Aim of the exercise:
The answer must consist of every line in the records below that contains the string "notes".

[Stored data entries]
____________
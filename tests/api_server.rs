#[cfg(test)]
mod tests {
    use axum::extract::State;
    use axum::routing::get;
    use axum::{Json, Router};
    use chrono::{DateTime, TimeZone, Utc};
    use reqwest::StatusCode;
    use serde_json::{json, Value};
    use std::sync::atomic::{AtomicUsize, Ordering};
    use std::sync::Arc;
    use std::time::Duration;
    use tasklist::api::client::TaskClient;
    use tasklist::api::server::{self, ServerHandle};
    use tasklist::db::{db::Db, tasks::Tasks};
    use tasklist::libs::clock::FixedClock;
    use tasklist::libs::config::ClientConfig;
    use tasklist::libs::error::TaskError;
    use tasklist::libs::filter::FilterKey;
    use tasklist::libs::task::Task;
    use test_context::{test_context, AsyncTestContext};

    fn now() -> DateTime<Utc> {
        Utc.with_ymd_and_hms(2026, 10, 19, 12, 0, 0).unwrap()
    }

    /// Serves `router` on a free port and returns a client pointed at it.
    async fn scripted_server(router: Router) -> (TaskClient, tokio::task::JoinHandle<()>) {
        let listener = tokio::net::TcpListener::bind("127.0.0.1:0").await.unwrap();
        let addr = listener.local_addr().unwrap();
        let server = tokio::spawn(async move {
            axum::serve(listener, router).await.unwrap();
        });

        let client = TaskClient::with_clock(
            &ClientConfig {
                base_url: format!("http://{}", addr),
                timeout_secs: 5,
            },
            Arc::new(FixedClock(now())),
        )
        .unwrap();
        (client, server)
    }

    struct ServerContext {
        handle: ServerHandle,
        client: TaskClient,
        http: reqwest::Client,
    }

    impl ServerContext {
        fn url(&self, path: &str) -> String {
            format!("{}{}", self.handle.base_url(), path)
        }
    }

    impl AsyncTestContext for ServerContext {
        async fn setup() -> Self {
            let clock = Arc::new(FixedClock(now()));
            let tasks = Tasks::new(Db::in_memory().unwrap(), clock.clone());
            let handle = server::start("127.0.0.1:0", tasks).await.unwrap();

            let config = ClientConfig {
                base_url: handle.base_url(),
                timeout_secs: 5,
            };
            let client = TaskClient::with_clock(&config, clock).unwrap();

            ServerContext {
                handle,
                client,
                http: reqwest::Client::new(),
            }
        }

        async fn teardown(self) {
            self.handle.shutdown().await.unwrap();
        }
    }

    #[test_context(ServerContext)]
    #[tokio::test]
    async fn test_add_and_get_task(ctx: &mut ServerContext) {
        let deadline = Utc.with_ymd_and_hms(2026, 10, 19, 14, 30, 0).unwrap();
        let task = Task::new("Buy milk").important().with_project("Home").with_deadline(deadline);

        let id = ctx.client.add_task(&task).await.unwrap();
        assert_eq!(id, 1);

        let fetched = ctx.client.get_task(id).await.unwrap();
        assert_eq!(fetched, task.with_id(1));
    }

    #[test_context(ServerContext)]
    #[tokio::test]
    async fn test_wire_shape(ctx: &mut ServerContext) {
        let response = ctx
            .http
            .post(ctx.url("/api/tasks"))
            .json(&json!({
                "description": "Buy milk",
                "important": true,
                "deadline": "2026-10-19T14:30:00Z"
            }))
            .send()
            .await
            .unwrap();
        assert_eq!(response.status(), StatusCode::CREATED);
        assert_eq!(response.json::<Value>().await.unwrap(), json!({ "id": 1 }));

        let body: Value = ctx.http.get(ctx.url("/api/tasks/1")).send().await.unwrap().json().await.unwrap();
        assert_eq!(body["id"], 1);
        assert_eq!(body["description"], "Buy milk");
        assert_eq!(body["privateTask"], true);
        assert_eq!(body["important"], true);
        assert_eq!(body["completed"], false);
        assert_eq!(body["deadline"], "2026-10-19T14:30:00Z");
        assert!(body.get("project").is_none());
    }

    #[test_context(ServerContext)]
    #[tokio::test]
    async fn test_invalid_body_lists_every_field(ctx: &mut ServerContext) {
        let response = ctx
            .http
            .post(ctx.url("/api/tasks"))
            .json(&json!({ "description": "abc", "important": "yes", "deadline": "someday" }))
            .send()
            .await
            .unwrap();
        assert_eq!(response.status(), StatusCode::UNPROCESSABLE_ENTITY);

        let body: Value = response.json().await.unwrap();
        let params: Vec<&str> = body["errors"]
            .as_array()
            .unwrap()
            .iter()
            .map(|e| e["param"].as_str().unwrap())
            .collect();
        assert!(params.contains(&"description"));
        assert!(params.contains(&"important"));
        assert!(params.contains(&"deadline"));

        let tasks: Vec<Value> = ctx.http.get(ctx.url("/api/tasks")).send().await.unwrap().json().await.unwrap();
        assert!(tasks.is_empty());
    }

    #[test_context(ServerContext)]
    #[tokio::test]
    async fn test_unreadable_json_is_a_validation_error(ctx: &mut ServerContext) {
        let response = ctx
            .http
            .post(ctx.url("/api/tasks"))
            .header("content-type", "application/json")
            .body("{not json")
            .send()
            .await
            .unwrap();
        assert_eq!(response.status(), StatusCode::UNPROCESSABLE_ENTITY);

        let body: Value = response.json().await.unwrap();
        assert_eq!(body["errors"][0]["param"], "body");
    }

    #[test_context(ServerContext)]
    #[tokio::test]
    async fn test_client_reports_validation_errors(ctx: &mut ServerContext) {
        let err = ctx.client.add_task(&Task::new("abc")).await.unwrap_err();
        match err {
            TaskError::Validation(errors) => {
                assert_eq!(errors.len(), 1);
                assert_eq!(errors[0].param, "description");
            }
            other => panic!("expected validation error, got {:?}", other),
        }
        assert!(!ctx.client.add_task(&Task::new("abc")).await.unwrap_err().is_retryable());
    }

    #[test_context(ServerContext)]
    #[tokio::test]
    async fn test_missing_task_is_not_found(ctx: &mut ServerContext) {
        let response = ctx.http.get(ctx.url("/api/tasks/999")).send().await.unwrap();
        assert_eq!(response.status(), StatusCode::NOT_FOUND);
        assert_eq!(response.json::<Value>().await.unwrap(), json!({ "error": "Task not found." }));

        let response = ctx.http.patch(ctx.url("/api/tasks/999/completed")).send().await.unwrap();
        assert_eq!(response.status(), StatusCode::NOT_FOUND);

        assert!(matches!(ctx.client.get_task(999).await, Err(TaskError::NotFound(999))));
        let ghost = Task::new("Nobody home").with_id(999);
        assert!(matches!(ctx.client.update_task(&ghost).await, Err(TaskError::NotFound(999))));
    }

    #[test_context(ServerContext)]
    #[tokio::test]
    async fn test_delete_missing_task_succeeds(ctx: &mut ServerContext) {
        let response = ctx.http.delete(ctx.url("/api/tasks/999")).send().await.unwrap();
        assert_eq!(response.status(), StatusCode::NO_CONTENT);
        ctx.client.delete_task(999).await.unwrap();
    }

    #[test_context(ServerContext)]
    #[tokio::test]
    async fn test_writes_refresh_the_cache(ctx: &mut ServerContext) {
        assert!(ctx.client.tasks().is_empty());

        let id = ctx.client.add_task(&Task::new("Water plants")).await.unwrap();
        assert_eq!(ctx.client.tasks().len(), 1);

        let mut task = ctx.client.get_task(id).await.unwrap();
        task.description = "Water all plants".to_string();
        task.important = true;
        ctx.client.update_task(&task).await.unwrap();
        assert_eq!(ctx.client.tasks()[0].description, "Water all plants");
        assert_eq!(ctx.client.filtered(FilterKey::Important).len(), 1);

        ctx.client.set_completed(id).await.unwrap();
        assert!(ctx.client.tasks()[0].completed);

        ctx.client.delete_task(id).await.unwrap();
        assert!(ctx.client.tasks().is_empty());
    }

    #[test_context(ServerContext)]
    #[tokio::test]
    async fn test_other_writers_show_up_on_next_fetch(ctx: &mut ServerContext) {
        ctx.client.fetch_tasks().await.unwrap();
        ctx.http
            .post(ctx.url("/api/tasks"))
            .json(&json!({ "description": "Added elsewhere" }))
            .send()
            .await
            .unwrap();

        assert!(ctx.client.tasks().is_empty());
        ctx.client.fetch_tasks().await.unwrap();
        assert_eq!(ctx.client.tasks().len(), 1);
    }

    #[test_context(ServerContext)]
    #[tokio::test]
    async fn test_local_and_server_filters_agree(ctx: &mut ServerContext) {
        let day = |d: u32, h: u32| Utc.with_ymd_and_hms(2026, 10, d, h, 0, 0).unwrap();
        ctx.client.add_task(&Task::new("Water plants")).await.unwrap();
        ctx.client.add_task(&Task::new("Release notes").shared().important()).await.unwrap();
        ctx.client
            .add_task(&Task::new("Dentist visit").with_deadline(day(19, 15)).with_project("Health"))
            .await
            .unwrap();
        ctx.client
            .add_task(&Task::new("Quarterly review").shared().with_deadline(day(23, 10)).with_project("Work"))
            .await
            .unwrap();
        ctx.client.add_task(&Task::new("Renew passport").with_deadline(day(30, 9))).await.unwrap();

        for key in FilterKey::ALL {
            let remote = ctx.client.fetch_filtered(key).await.unwrap();
            assert_eq!(ctx.client.filtered(key), remote, "filter {}", key);
        }
        assert_eq!(ctx.client.tasks().len(), 5);

        assert_eq!(ctx.client.view(Some("urgent")).len(), 5);
        assert_eq!(ctx.client.projects(), vec!["Health".to_string(), "Work".to_string()]);
        assert_eq!(ctx.client.by_project("Work").len(), 1);
    }

    #[test_context(ServerContext)]
    #[tokio::test]
    async fn test_concurrent_fetches_leave_a_consistent_cache(ctx: &mut ServerContext) {
        ctx.client.add_task(&Task::new("Water plants")).await.unwrap();
        ctx.client.add_task(&Task::new("Release notes")).await.unwrap();

        let (a, b) = tokio::join!(ctx.client.fetch_tasks(), ctx.client.fetch_tasks());
        assert_eq!(a.unwrap().len(), 2);
        assert_eq!(b.unwrap().len(), 2);
        assert_eq!(ctx.client.tasks().len(), 2);
    }

    #[test_context(ServerContext)]
    #[tokio::test]
    async fn test_far_future_deadline_is_rejected(ctx: &mut ServerContext) {
        let response = ctx
            .http
            .post(ctx.url("/api/tasks"))
            .json(&json!({ "description": "Far future", "deadline": "+10000-01-01" }))
            .send()
            .await
            .unwrap();
        assert_eq!(response.status(), StatusCode::UNPROCESSABLE_ENTITY);

        let body: Value = response.json().await.unwrap();
        assert_eq!(body["errors"][0]["param"], "deadline");
    }

    #[test_context(ServerContext)]
    #[tokio::test]
    async fn test_unknown_endpoint_is_not_a_missing_task(ctx: &mut ServerContext) {
        let client = TaskClient::new(&ClientConfig {
            base_url: format!("{}/v0", ctx.handle.base_url()),
            timeout_secs: 5,
        })
        .unwrap();

        let err = client.fetch_tasks().await.unwrap_err();
        assert!(matches!(err, TaskError::Persistence(_)), "got {:?}", err);
    }

    #[tokio::test]
    async fn test_older_fetch_finishing_last_does_not_replace_cache() {
        async fn list(State(calls): State<Arc<AtomicUsize>>) -> Json<Value> {
            if calls.fetch_add(1, Ordering::SeqCst) == 0 {
                tokio::time::sleep(Duration::from_millis(500)).await;
                Json(json!([{ "id": 1, "description": "Stale list" }]))
            } else {
                Json(json!([
                    { "id": 1, "description": "Fresh list" },
                    { "id": 2, "description": "Added since" }
                ]))
            }
        }
        let router = Router::new()
            .route("/api/tasks", get(list))
            .with_state(Arc::new(AtomicUsize::new(0)));
        let (client, server) = scripted_server(router).await;

        let older = client.fetch_tasks();
        let newer = async {
            tokio::time::sleep(Duration::from_millis(100)).await;
            client.fetch_tasks().await
        };
        let (older, newer) = tokio::join!(older, newer);

        let older = older.unwrap();
        assert_eq!(older.len(), 1);
        assert_eq!(older[0].description, "Stale list");
        assert_eq!(newer.unwrap().len(), 2);

        let cached = client.tasks();
        assert_eq!(cached.len(), 2);
        assert_eq!(cached[0].description, "Fresh list");
        server.abort();
    }

    #[tokio::test]
    async fn test_unreadable_deadline_from_server_is_rejected() {
        let router = Router::new().route(
            "/api/tasks",
            get(|| async { Json(json!([{ "id": 1, "description": "Read book", "deadline": "garbage" }])) }),
        );
        let (client, server) = scripted_server(router).await;

        match client.fetch_tasks().await {
            Err(TaskError::Validation(errors)) => assert_eq!(errors[0].param, "deadline"),
            other => panic!("expected a deadline validation error, got {:?}", other),
        }
        assert!(client.tasks().is_empty());
        server.abort();
    }

    #[tokio::test]
    async fn test_unreachable_server_is_a_network_error() {
        let listener = tokio::net::TcpListener::bind("127.0.0.1:0").await.unwrap();
        let addr = listener.local_addr().unwrap();
        drop(listener);

        let client = TaskClient::new(&ClientConfig {
            base_url: format!("http://{}", addr),
            timeout_secs: 2,
        })
        .unwrap();

        let err = client.fetch_tasks().await.unwrap_err();
        assert!(matches!(err, TaskError::Network(_)));
        assert!(err.is_retryable());
        assert!(client.tasks().is_empty());
    }

    #[tokio::test]
    async fn test_slow_server_times_out() {
        let listener = tokio::net::TcpListener::bind("127.0.0.1:0").await.unwrap();
        let addr = listener.local_addr().unwrap();
        let stall = tokio::spawn(async move {
            let (_socket, _) = listener.accept().await.unwrap();
            tokio::time::sleep(std::time::Duration::from_secs(30)).await;
        });

        let client = TaskClient::new(&ClientConfig {
            base_url: format!("http://{}", addr),
            timeout_secs: 1,
        })
        .unwrap();

        let err = client.fetch_tasks().await.unwrap_err();
        assert!(matches!(err, TaskError::Network(_)));
        stall.abort();
    }
}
____________
Written answer:
        ctx.client.add_task(&Task::new("Release notes").shared().important()).await.unwrap();
        ctx.client.add_task(&Task::new("Release notes")).await.unwrap();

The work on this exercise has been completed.